L’espace public des nuits parisiennes

Usages, tendances et perspectives

Editorial 

 Qu’elle nous inquiète ou nous fascine, la nuit nous laisse rarement indifférent. C’est un espace-temps particulier pour l’homme, générateur de fantasmes et de représentations, révélateur sans fard des inégalités sociales, comme l’ont encore rappelé récemment les vifs débats autour de l’ouverture des commerces en soirée. Mais la nuit est aussi porteuse d’espoir : on y « refait le monde » et c’est peut être aussi le moment où l’on perçoit le mieux les signaux faibles de ce que sera la société de demain. D’autant plus que la nuit est de moins en moins synonyme d’obscurité et de repos. Ces dernières années, la plupart des évolutions observées dans nos manières de travailler, de consommer, de bouger ou de prendre du bon temps… ont contribué à gommer les frontières entre le jour et la nuit. Dans la ville « 24h/24 », « hyper-mobile » et « hyper-connecté », les transports en commun se prolongent et se diversifient, les services et les commerces étendent leurs horaires d’ouverture et le travail de nuit se développe.

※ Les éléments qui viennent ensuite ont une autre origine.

use richview_config::{HtmlPreviewMode, RichviewConfig};
use richview_detect::{ContentTypeDetector, guess_language};
use richview_domain::{ChartCandidate, ContentType, DetectionResult, OutputFormat, TableData, escape_text};
use richview_extract::{ChartSpecExtractor, TableDataExtractor};
use richview_markdown::MarkdownEngine;
use serde::Serialize;
use strum_macros::Display;
use tracing::debug;

use crate::code::CodeHighlighter;
use crate::html::HtmlPreview;

/// Which renderer produced a [`RenderOutput`].
#[derive(Debug, Clone, Copy, PartialEq, Eq, Serialize, Display)]
#[serde(rename_all = "lowercase")]
#[strum(serialize_all = "lowercase")]
pub enum RendererKind {
    /// Empty input, nothing rendered.
    Empty,
    Markdown,
    Html,
    Code,
    Text,
}

#[derive(Debug, Clone, PartialEq, Serialize)]
#[serde(rename_all = "camelCase")]
pub struct RenderOutput {
    pub detection: DetectionResult,
    pub renderer: RendererKind,
    pub body: String,
    /// Tables recovered from the markdown output.
    pub tables: Vec<TableData>,
    /// Chart candidates with their derivation source.
    pub charts: Vec<ChartCandidate>,
}

impl RenderOutput {
    fn new(detection: DetectionResult, renderer: RendererKind, body: String) -> Self {
        Self { detection, renderer, body, tables: Vec::new(), charts: Vec::new() }
    }
}

/// Entry point of the pipeline: classifies the input and hands it to exactly
/// one renderer. Never fails; the worst case is the plain text renderer.
#[derive(Debug, Clone)]
pub struct RendererRouter {
    config: RichviewConfig,
    detector: ContentTypeDetector,
    markdown: MarkdownEngine,
    tables: TableDataExtractor,
    charts: ChartSpecExtractor,
    highlighter: CodeHighlighter,
    preview: HtmlPreview,
}

impl Default for RendererRouter {
    fn default() -> Self {
        Self::new(RichviewConfig::default())
    }
}

impl RendererRouter {
    pub fn new(config: RichviewConfig) -> Self {
        let markdown = MarkdownEngine::new().max_consecutive_newlines(config.max_consecutive_newlines);
        Self {
            detector: ContentTypeDetector::new(config.thresholds),
            tables: TableDataExtractor::new(markdown.clone()),
            markdown,
            charts: ChartSpecExtractor::new(),
            highlighter: CodeHighlighter::new(),
            preview: HtmlPreview::new(config.html_preview),
            config,
        }
    }

    /// Overrides the configured HTML preview mode.
    pub fn with_html_preview(mut self, mode: HtmlPreviewMode) -> Self {
        self.config.html_preview = mode;
        self.preview = HtmlPreview::new(mode);
        self
    }

    pub fn config(&self) -> &RichviewConfig {
        &self.config
    }

    pub fn detect(&self, content: &str, format: OutputFormat) -> DetectionResult {
        self.detector.detect_with(content, format)
    }

    pub fn render(&self, content: &str, format: OutputFormat) -> RenderOutput {
        let detection = self.detect(content, format);
        if detection.is_empty() {
            return RenderOutput::new(detection, RendererKind::Empty, String::new());
        }

        let output = match detection.content_type {
            ContentType::Markdown => self.render_markdown(detection),
            ContentType::Html => {
                let body = self.preview.render(&detection.sanitized_content, &detection.text_content);
                RenderOutput::new(detection, RendererKind::Html, body)
            }
            ContentType::Json => {
                let body = self.highlighter.render(&pretty_json(&detection.sanitized_content), Some("json"));
                RenderOutput::new(detection, RendererKind::Code, body)
            }
            ContentType::Xml => {
                let body = self.highlighter.render(&detection.sanitized_content, Some("xml"));
                RenderOutput::new(detection, RendererKind::Code, body)
            }
            ContentType::Code => {
                let code = &detection.sanitized_content;
                let lang = detection.language.as_deref().or_else(|| guess_language(code));
                let body = self.highlighter.render(code, lang);
                RenderOutput::new(detection, RendererKind::Code, body)
            }
            ContentType::Text => {
                let body = format!("<pre class=\"text\">{}</pre>", escape_text(&detection.sanitized_content));
                RenderOutput::new(detection, RendererKind::Text, body)
            }
        };
        debug!(
            renderer = %output.renderer,
            tables = output.tables.len(),
            charts = output.charts.len(),
            "Content rendered"
        );
        output
    }

    fn render_markdown(&self, detection: DetectionResult) -> RenderOutput {
        let body = self.markdown.render(&detection.sanitized_content);
        let tables = if self.config.extract_tables { self.tables.extract(&body) } else { Vec::new() };
        let charts = if self.config.extract_charts {
            self.charts.extract(&detection.sanitized_content, &tables)
        } else {
            Vec::new()
        };
        RenderOutput { detection, renderer: RendererKind::Markdown, body, tables, charts }
    }
}

/// Re-indents valid JSON; anything else is returned unchanged.
fn pretty_json(text: &str) -> String {
    serde_json::from_str::<serde_json::Value>(text)
        .and_then(|value| serde_json::to_string_pretty(&value))
        .unwrap_or_else(|_| text.to_string())
}

#[cfg(test)]
mod tests {
    use insta::assert_snapshot;
    use pretty_assertions::assert_eq;
    use richview_domain::{ChartKind, ChartSource};

    use super::*;

    fn render(content: &str) -> RenderOutput {
        RendererRouter::default().render(content, OutputFormat::Auto)
    }

    #[test]
    fn test_empty_input_renders_nothing() {
        let actual = render("  \n ");
        assert_eq!(actual.renderer, RendererKind::Empty);
        assert_eq!(actual.body, "");
    }

    #[test]
    fn test_markdown_heading_and_bold() {
        let actual = render("# Title\n\nSome **bold** text.");
        assert_eq!(actual.detection.content_type, ContentType::Markdown);
        assert_eq!(actual.renderer, RendererKind::Markdown);
        assert_snapshot!(actual.body, @r"
        <h1>Title</h1>
        <p>Some <b>bold</b> text.</p>
        ");
    }

    #[test]
    fn test_markdown_table_yields_table_and_pie_chart() {
        let actual = render("| A | B |\n|---|---|\n| 1 | x |\n| 2 | x |");
        let expected = vec![TableData::new(
            vec!["A".to_string(), "B".to_string()],
            vec![vec!["1".to_string(), "x".to_string()], vec!["2".to_string(), "x".to_string()]],
        )];
        assert_eq!(actual.tables, expected);
        assert_eq!(actual.charts.len(), 1);
        assert_eq!(*actual.charts[0].config.kind(), ChartKind::Pie);
        assert_eq!(actual.charts[0].config.labels(), &vec!["x".to_string()]);
        assert_eq!(actual.charts[0].config.datasets()[0].values, vec![2.0]);
        assert_eq!(actual.charts[0].source, ChartSource::Table { index: 0 });
    }

    #[test]
    fn test_extraction_can_be_disabled() {
        let fixture = RichviewConfig::default().extract_tables(false).extract_charts(false);
        let actual = RendererRouter::new(fixture).render("| A | B |\n|---|---|\n| 1 | x |\n| 2 | x |", OutputFormat::Auto);
        assert_eq!(actual.renderer, RendererKind::Markdown);
        assert!(actual.tables.is_empty());
        assert!(actual.charts.is_empty());
    }

    #[test]
    fn test_ambiguous_input_is_plain_text() {
        let actual = render("hello world & friends");
        assert_eq!(actual.renderer, RendererKind::Text);
        assert_eq!(actual.body, "<pre class=\"text\">hello world &amp; friends</pre>");
    }

    #[test]
    fn test_json_is_pretty_printed_and_highlighted() {
        let actual = render("{\"ok\": true}");
        assert_eq!(actual.renderer, RendererKind::Code);
        assert_snapshot!(actual.body, @r#"
        <pre><code class="language-json">{
          <span class="hl-string">"ok"</span>: <span class="hl-keyword">true</span>
        }</code></pre>
        "#);
    }

    #[test]
    fn test_pinned_format_bypasses_detection() {
        let actual = RendererRouter::default().render("# not a heading", OutputFormat::Text);
        assert_eq!(actual.detection.confidence, 1.0);
        assert_eq!(actual.renderer, RendererKind::Text);
    }

    #[test]
    fn test_html_is_sanitized_before_preview() {
        let actual = RendererRouter::default()
            .render("<div><p onclick=\"steal()\">Hi</p><script>alert(1)</script></div>", OutputFormat::Html);
        assert_eq!(actual.renderer, RendererKind::Html);
        assert_eq!(actual.body, "<div class=\"html-preview\"><div><p>Hi</p></div></div>");
    }

    #[test]
    fn test_render_is_idempotent() {
        let fixture = "## Notes\n\n- one\n- two\n\n```js\nnew Chart(ctx, {type: 'bar', data: {labels: ['a'], datasets: [{data: [1]}]}});\n```";
        let router = RendererRouter::default();
        let first = router.render(fixture, OutputFormat::Auto);
        let second = router.render(fixture, OutputFormat::Auto);
        assert_eq!(first, second);
    }
}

 Et pourtant, la nuit demeure dans le champ scientifique et opérationnel un temps relativement méconnu, dont les spécificités sont souvent ignorées, y compris dans de grandes capitales comme Paris. La nuit, tout se réduit, vient à manquer ou devient plus difficilement appréhendable : nos perceptions sensorielles sont amoindries, les données statistiques sont lacunaires, l’espace public se réduit à quelques places, rues et quartiers… Certaines catégories de population s’effacent progressivement (les femmes, les familles, les personnes âgées), alors que d’autres deviennent plus présentes (les jeunes festifs), ou simplement plus visibles (les « marginaux », les sans-domicile fixe). Et dans ces villes que l’on construit pour le jour, les espaces de gouvernance et de citoyenneté se réduisent encore une fois la nuit tombée, à l’exception de quelques initiatives intéressantes mais isolées, comme les « états généraux de la nuit » à Paris, les « chartes de la nuit » ou l’élection symbolique de « maires de nuit » dans quelques villes françaises.

 C’est partant de ce constat que la Ville de Paris nous a confié la réalisation d’une étude sociologique publiée en partie dans ce nouveau numéro de Recherche sociale. Elle visait à mieux connaître les usages nocturnes de l’espace public parisien, et ainsi permettre à la collectivité de mieux les prendre en compte dans ses politiques d’aménagement, d’animation et de gestion de l’espace public. En nous associant avec Luc Gwiazdzinski, l’un des rares chercheurs à s’être intéressé plus spécifiquement à la question de la nuit urbaine, cette mission nous a permis d’éclairer d’un jour nouveau l’espace public de nos villes contemporaines. Nous avons pu constater que « la nuit » et « l’espace public » étaient jusqu’alors restés, pour les chercheurs comme pour les praticiens, des objets d’analyse relativement dissociés. Au même titre que nos confrères urbanistes ou architectes lorsqu’ils aménagent de nouveaux espaces publics, nous avons du réinterroger nos méthodes d’enquêtes sociologiques, éprouvées sur de nombreux sites mais lestées d’une pensée diurne de l’espace public. Or, le lecteur constatera que la nuit dans l’espace public est loin d’être uniforme dans son déroulement et dans ses représentations. De l’imbrication entre la ville qui dort, la ville qui travaille et la ville qui s’amuse, émane une pluralité d’usages et de demandes sociales à concilier, nous enseignant que la nuit est encore loin de faire consensus.

 Dans le prolongement de ces analyses et pour sortir quelque peu du cadre restrictif d’une commande centrée sur l’espace public de la commune de Paris, Luc Gwiazdzinski nous propose ensuite un article en forme d’ouverture vers les nuits urbaines et leurs évolutions à l’échelle métropolitaine. Car à l’heure où les politiques de développement durable incitent les acteurs de la ville à favoriser la « co-construction » et « l’évolutivité » de l’espace public, il devient urgent d’acter les principes d’un urbanisme plus soucieux des temps et des usages, en sensibilisant et en outillant les acteurs de la ville. Sans nier la pluralité des nuits, la diversité des attentes exprimées et les conflits d’intérêt qui s’y expriment, les textes qui suivent montrent bien l’enjeu qu’il y a à trouver le bon équilibre entre la nuit comme contrainte à réguler et la nuit comme « opportunité » pour penser de nouvelles formes d’action et d’aménagement. Ce numéro veut être une première contribution à ce débat démocratique qui doit pouvoir avoir lieu dans l’espace public de nos villes.